### [Working data]
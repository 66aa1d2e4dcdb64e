use anyhow::Result;
use clap::Parser;
use std::process::ExitCode;
use tracing_subscriber::EnvFilter;

use conductor_cli::{
    cli::{Cli, Commands},
    commands, config, is_interrupted, is_protocol_violation, EXIT_INTERRUPTED,
    EXIT_PROTOCOL_VIOLATION,
};

#[tokio::main]
async fn main() -> ExitCode {
    let cli = Cli::parse();

    // Diagnostics always go to stderr; stdout may carry protocol traffic
    let level = cli.level_filter().to_string().to_lowercase();
    let env_filter = EnvFilter::try_from_default_env().unwrap_or_else(|_| {
        EnvFilter::new(format!(
            "conductor_cli={level},conductor_observe={level},conductor_config={level}"
        ))
    });
    tracing_subscriber::fmt()
        .with_env_filter(env_filter)
        .with_writer(std::io::stderr)
        .with_target(false)
        .init();

    match run(cli).await {
        Ok(()) => ExitCode::SUCCESS,
        Err(err) if is_interrupted(&err) => {
            eprintln!("{err}");
            // Sessions are flushed; a blocked stdin read must not hold up exit
            std::process::exit(EXIT_INTERRUPTED.into());
        }
        Err(err) if is_protocol_violation(&err) => {
            eprintln!("fatal: {err:#}");
            ExitCode::from(EXIT_PROTOCOL_VIOLATION)
        }
        Err(err) => {
            eprintln!("error: {err:#}");
            ExitCode::FAILURE
        }
    }
}

async fn run(cli: Cli) -> Result<()> {
    let config = config::load(&cli)?;

    match cli.command {
        Commands::Run {
            command,
            steps,
            delay_ms,
            session,
        } => commands::run::execute(config, command, steps, delay_ms, session).await,
        Commands::Sessions(cmd) => commands::sessions::execute(config, cmd).await,
        Commands::Probe { format } => commands::probe::execute(config, format).await,
        Commands::Serve => commands::serve::execute(config).await,
    }
}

### [Assignment]
Please report every line of the records above that contains the word "async".

### [Answer area]
async fn main() -> ExitCode {
async fn run(cli: Cli) -> Result<()> {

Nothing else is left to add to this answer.